Contrechamp

D’où le globe est vu

Dans Trilogie terrestre, livre où il trace les contours d’une condition terrestre inédite, Bruno Latour nous intime de faire place nette en matière d’images de la Terre. Première visée, la photographie Blue Marble, prise le 7 décembre 1972. Se retournant sur celle-ci, Alexandre Chollier imagine au contraire qu’elle puisse encore dire quelque chose de nous.
D’où le globe est vu 1
Blue Marble (la bille bleue). Cette image prise par l’équipage d’Apollo 17 lors de son voyage vers la lune il y a cinquante ans est la première qui montre la Terre complètement éclairée. NASA. DR
Représentations

«Où vivons-nous donc?»1> Ce texte est le fruit de fructueuses discussions avec le vidéaste Laurent Valdès. Merci à lui. La question doit être aussi ancienne que le monde et pourtant nulle réponse définitive ne semble pouvoir lui être apportée. D’une évidence confinant à la banalité – je peux en effet répondre à cette question par un simple «ici et maintenant» –, elle n’en demeure pas moins d’une portée considérable, capable de tout remettre en question et de renverser les certitudes les plus établies. Pourquoi? Peut-être parce que derrière la première réponse donnée s’en tient toujours une autre en embuscade. Difficile de se suffire d’un nom de lieu ou d’une période donnée. Aux «je vis ici» et «je vis dans telle époque» font écho d’innombrables précisions, d’infinis déplacements. Ce lieu-ci est proche d’un autre, qu’on le veuille ou non. Cette époque donnée n’est pas la première et en présage d’autres encore. Nous lions ainsi à tout va, sans cesse et, de toute évidence, cela ne saurait s’arrêter, qui plus est lorsque nous formons société, et plus encore dans les temps troublés qui sont les nôtres.

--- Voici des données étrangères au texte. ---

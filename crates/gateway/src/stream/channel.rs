//! Reconnecting subscription to a room's event stream.

use std::fmt;

use futures_util::StreamExt;
use reqwest::Response;
use rpchat_chats::{RoomEvent, RoomId};
use rpchat_config::StreamConfig;
use tokio::sync::mpsc;
use tokio::task::JoinHandle;
use tokio::time::Instant;
use tracing::{debug, info, warn};

use super::backoff::Backoff;
use super::frame::SseDecoder;
use crate::client::GatewayClient;

/// Connection state of a live channel, as shown to the user.
#[derive(Debug, Clone, PartialEq, Eq)]
pub enum ChannelStatus {
    Connecting,
    Live,
    Reconnecting { attempt: u32, reason: String },
    /// The channel stopped for good; the transcript no longer updates.
    NotLive { reason: String },
    Closed,
}

impl ChannelStatus {
    pub fn is_live(&self) -> bool {
        matches!(self, ChannelStatus::Live)
    }
}

impl fmt::Display for ChannelStatus {
    fn fmt(&self, f: &mut fmt::Formatter<'_>) -> fmt::Result {
        match self {
            ChannelStatus::Connecting => write!(f, "connecting"),
            ChannelStatus::Live => write!(f, "live"),
            ChannelStatus::Reconnecting { attempt, reason } => {
                write!(f, "reconnecting (attempt {attempt}): {reason}")
            }
            ChannelStatus::NotLive { reason } => write!(f, "not live: {reason}"),
            ChannelStatus::Closed => write!(f, "closed"),
        }
    }
}

#[derive(Debug, Clone, PartialEq)]
pub enum ChannelUpdate {
    Status(ChannelStatus),
    Event(RoomEvent),
    /// A connection came up after a failure. Events sent while the channel
    /// was down are lost and the consumer should resync.
    Reconnected,
}

/// Live subscription to one room.
///
/// Updates are produced by a background task in the order the backend sent
/// them. Dropping the channel stops the task.
#[derive(Debug)]
pub struct LiveChannel {
    room_id: RoomId,
    receiver: mpsc::Receiver<ChannelUpdate>,
    task: JoinHandle<()>,
}

impl LiveChannel {
    pub fn open(client: GatewayClient, room_id: RoomId, config: StreamConfig) -> Self {
        let (sender, receiver) = mpsc::channel(config.event_buffer.max(1));
        let task = tokio::spawn(run_channel(client, room_id, config, sender));

        Self {
            room_id,
            receiver,
            task,
        }
    }

    pub fn room_id(&self) -> RoomId {
        self.room_id
    }

    /// Next update, or `None` once the channel has stopped and drained.
    pub async fn next_update(&mut self) -> Option<ChannelUpdate> {
        self.receiver.recv().await
    }

    /// Stop the subscription. Buffered updates are discarded.
    pub fn close(&mut self) {
        self.task.abort();
        self.receiver.close();
        debug!(room_id = self.room_id, "live channel closed");
    }
}

impl Drop for LiveChannel {
    fn drop(&mut self) {
        self.task.abort();
    }
}

enum StreamEnd {
    ServerClosed,
    ReceiverGone,
}

async fn run_channel(
    client: GatewayClient,
    room_id: RoomId,
    config: StreamConfig,
    sender: mpsc::Sender<ChannelUpdate>,
) {
    let backoff = Backoff::new(config.initial_backoff(), config.max_backoff());
    let mut attempt = 0u32;
    let mut recovering = false;

    if !emit(&sender, ChannelUpdate::Status(ChannelStatus::Connecting)).await {
        return;
    }

    loop {
        let reason = match client.open_event_stream(room_id).await {
            Ok(response) => {
                info!(room_id, "live channel connected");
                if !emit(&sender, ChannelUpdate::Status(ChannelStatus::Live)).await {
                    return;
                }
                if recovering && !emit(&sender, ChannelUpdate::Reconnected).await {
                    return;
                }

                let connected_at = Instant::now();
                let mut frames = 0usize;
                let end = pump_events(room_id, response, &sender, &mut frames).await;

                // A connection that drops before delivering anything, and
                // sooner than the backoff ceiling, still counts as a failure.
                if frames > 0 || connected_at.elapsed() >= config.max_backoff() {
                    attempt = 0;
                }

                match end {
                    Ok(StreamEnd::ReceiverGone) => return,
                    Ok(StreamEnd::ServerClosed) => "stream ended by server".to_string(),
                    Err(error) => error.to_string(),
                }
            }
            Err(error) => error.to_string(),
        };
        recovering = true;

        if !config.reconnect {
            warn!(room_id, %reason, "live channel lost");
            emit(&sender, ChannelUpdate::Status(ChannelStatus::NotLive { reason })).await;
            return;
        }

        attempt += 1;
        if attempt > config.max_reconnect_attempts {
            warn!(room_id, %reason, attempts = attempt - 1, "giving up on live channel");
            let reason = format!("gave up after {} attempts: {reason}", attempt - 1);
            emit(&sender, ChannelUpdate::Status(ChannelStatus::NotLive { reason })).await;
            return;
        }

        let delay = backoff.delay(attempt);
        warn!(room_id, %reason, attempt, ?delay, "live channel dropped, reconnecting");
        let status = ChannelStatus::Reconnecting { attempt, reason };
        if !emit(&sender, ChannelUpdate::Status(status)).await {
            return;
        }
        tokio::time::sleep(delay).await;
    }
}

async fn pump_events(
    room_id: RoomId,
    response: Response,
    sender: &mpsc::Sender<ChannelUpdate>,
    frames: &mut usize,
) -> Result<StreamEnd, reqwest::Error> {
    let mut body = response.bytes_stream();
    let mut decoder = SseDecoder::new();

    while let Some(chunk) = body.next().await {
        let chunk = chunk?;
        for frame in decoder.push(&chunk) {
            *frames += 1;
            if !frame.is_default_event() {
                debug!(room_id, event = ?frame.event, "ignoring named event");
                continue;
            }

            match RoomEvent::decode(&frame.data) {
                Ok(event) => {
                    if !emit(sender, ChannelUpdate::Event(event)).await {
                        return Ok(StreamEnd::ReceiverGone);
                    }
                }
                Err(error) => {
                    warn!(room_id, %error, data = %frame.data, "dropping undecodable event");
                }
            }
        }
    }

    Ok(StreamEnd::ServerClosed)
}

/// Returns false once nobody is listening.
async fn emit(sender: &mpsc::Sender<ChannelUpdate>, update: ChannelUpdate) -> bool {
    sender.send(update).await.is_ok()
}

#[cfg(test)]
mod tests {
    use super::*;

    #[test]
    fn status_display_is_human_readable() {
        let status = ChannelStatus::Reconnecting {
            attempt: 2,
            reason: "connection reset".into(),
        };
        assert_eq!(status.to_string(), "reconnecting (attempt 2): connection reset");
        assert_eq!(
            ChannelStatus::NotLive {
                reason: "stream ended by server".into()
            }
            .to_string(),
            "not live: stream ended by server"
        );
        assert!(ChannelStatus::Live.is_live());
    }
}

Bruno Latour, sociologue des sciences à l’influence reconnue et récemment disparu à l’âge de 75 ans, se la pose aussi. Il est un des rares auteurs à avoir fait d’elle le pôle magnétique de ses réflexions, tout au moins depuis une bonne douzaine d’années. Parmi les nombreux livres récemment parus et donnant à voir sa pensée, il en est un qui retient notre attention: Trilogie terrestre 2> Frédérique Aït-Touati et Bruno Latour, Trilogie terrestre, Editions B42, 2022. .

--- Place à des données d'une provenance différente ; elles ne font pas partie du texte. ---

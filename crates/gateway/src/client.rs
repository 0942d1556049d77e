//! Shared HTTP client for the roleplay backend

use std::time::Duration;

use reqwest::{header, Client, Method, RequestBuilder, Response};
use rpchat_chats::types::ApiErrorBody;
use rpchat_config::ApiConfig;
use serde::de::DeserializeOwned;
use tracing::debug;

use crate::error::{GatewayError, GatewayResult};

const CONNECT_TIMEOUT: Duration = Duration::from_secs(10);

/// Typed client for the backend's REST and streaming endpoints.
///
/// Cheap to clone; clones share one connection pool.
#[derive(Debug, Clone)]
pub struct GatewayClient {
    http: Client,
    base_url: String,
    request_timeout: Duration,
}

impl GatewayClient {
    pub fn new(base_url: impl Into<String>, request_timeout: Duration) -> GatewayResult<Self> {
        let base_url = base_url.into().trim_end_matches('/').to_string();
        if !(base_url.starts_with("http://") || base_url.starts_with("https://")) {
            return Err(GatewayError::InvalidUrl(base_url));
        }

        // No client-wide timeout: it would also cut off long-lived event streams.
        let http = Client::builder().connect_timeout(CONNECT_TIMEOUT).build()?;

        Ok(Self {
            http,
            base_url,
            request_timeout,
        })
    }

    pub fn from_config(config: &ApiConfig) -> GatewayResult<Self> {
        Self::new(config.base_url.clone(), config.request_timeout())
    }

    pub fn base_url(&self) -> &str {
        &self.base_url
    }

    pub(crate) fn url(&self, path: &str) -> String {
        format!("{}{}", self.base_url, path)
    }

    /// Builder for a bounded REST request.
    pub(crate) fn request(&self, method: Method, path: &str) -> RequestBuilder {
        debug!(%method, path, "backend request");
        self.http
            .request(method, self.url(path))
            .timeout(self.request_timeout)
    }

    /// Builder for the unbounded event stream request.
    pub(crate) fn stream_request(&self, path: &str) -> RequestBuilder {
        debug!(path, "opening event stream");
        self.http
            .get(self.url(path))
            .header(header::ACCEPT, "text/event-stream")
            .header(header::CACHE_CONTROL, "no-cache")
    }

    /// Send and turn non-success statuses into [`GatewayError::Status`].
    pub(crate) async fn execute(
        &self,
        method: &'static str,
        path: &str,
        request: RequestBuilder,
    ) -> GatewayResult<Response> {
        let response = request.send().await?;
        check_status(method, path, response).await
    }

    pub(crate) async fn execute_json<T: DeserializeOwned>(
        &self,
        method: &'static str,
        path: &str,
        request: RequestBuilder,
    ) -> GatewayResult<T> {
        let response = self.execute(method, path, request).await?;
        let body = response.bytes().await?;
        serde_json::from_slice(&body).map_err(GatewayError::from)
    }
}

pub(crate) async fn check_status(
    method: &'static str,
    path: &str,
    response: Response,
) -> GatewayResult<Response> {
    let status = response.status();
    if status.is_success() {
        return Ok(response);
    }

    let body = response.text().await.unwrap_or_default();
    let message = serde_json::from_str::<ApiErrorBody>(&body)
        .map(|parsed| parsed.error)
        .unwrap_or_else(|_| {
            if body.trim().is_empty() {
                status
                    .canonical_reason()
                    .unwrap_or("request failed")
                    .to_string()
            } else {
                body.trim().to_string()
            }
        });

    Err(GatewayError::Status {
        method,
        path: path.to_string(),
        status,
        message,
    })
}
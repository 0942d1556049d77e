//! Chat submission endpoints

use reqwest::{Method, Response};
use rpchat_chats::{RegenerateResponse, RoomId, SendMessageRequest};

use crate::client::GatewayClient;
use crate::error::GatewayResult;

impl GatewayClient {
    /// `POST /rooms/{id}/chat` as the room's acting participant.
    ///
    /// The response body is ignored: the posted message and any AI replies
    /// arrive on the live channel.
    pub async fn send_message(&self, room_id: RoomId, content: &str) -> GatewayResult<()> {
        let path = format!("/rooms/{room_id}/chat");
        let body = SendMessageRequest {
            content: content.to_string(),
        };
        let request = self.request(Method::POST, &path).json(&body);
        self.execute("POST", &path, request).await?;
        Ok(())
    }

    /// `POST /rooms/{id}/regenerate`: redo the AI replies to the latest human message.
    pub async fn regenerate(&self, room_id: RoomId) -> GatewayResult<RegenerateResponse> {
        let path = format!("/rooms/{room_id}/regenerate");
        let request = self.request(Method::POST, &path);
        self.execute_json("POST", &path, request).await
    }

    /// `GET /rooms/{id}/events`: the raw server-sent event response.
    pub async fn open_event_stream(&self, room_id: RoomId) -> GatewayResult<Response> {
        let path = format!("/rooms/{room_id}/events");
        let request = self.stream_request(&path);
        self.execute("GET", &path, request).await
    }
}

Sa quatrième de couverture est explicite et il vaut la peine d’en relire l’entame: «Face à la crise écologique, nous avons la plus grande peine à nous représenter collectivement où nous sommes, qui nous sommes, quels sont les protagonistes en conflit, et, surtout, quel rôle nous devons jouer dans cette aventure à laquelle nous n’étions pas préparés.» Les trois textes qui composent ce livre, lesquels ont donné lieu à autant de spectacles-performances, tentent d’y répondre. Les deux premiers s’avèrent être la retranscription de conférences mi-préparées, mi-improvisées par Bruno Latour; chacune suivant une «dramaturgie scénique» élaborée par la scénographe Frédérique Aït-Touati. Ce sont ces conférences qui nous intéressent, plus particulièrement la première, nommée «Inside». D’ailleurs pourquoi un tel titre si ce n’est pour rappeler que la question du «où sommes-nous?» en véhicule une autre: «dans quoi sommes-nous?»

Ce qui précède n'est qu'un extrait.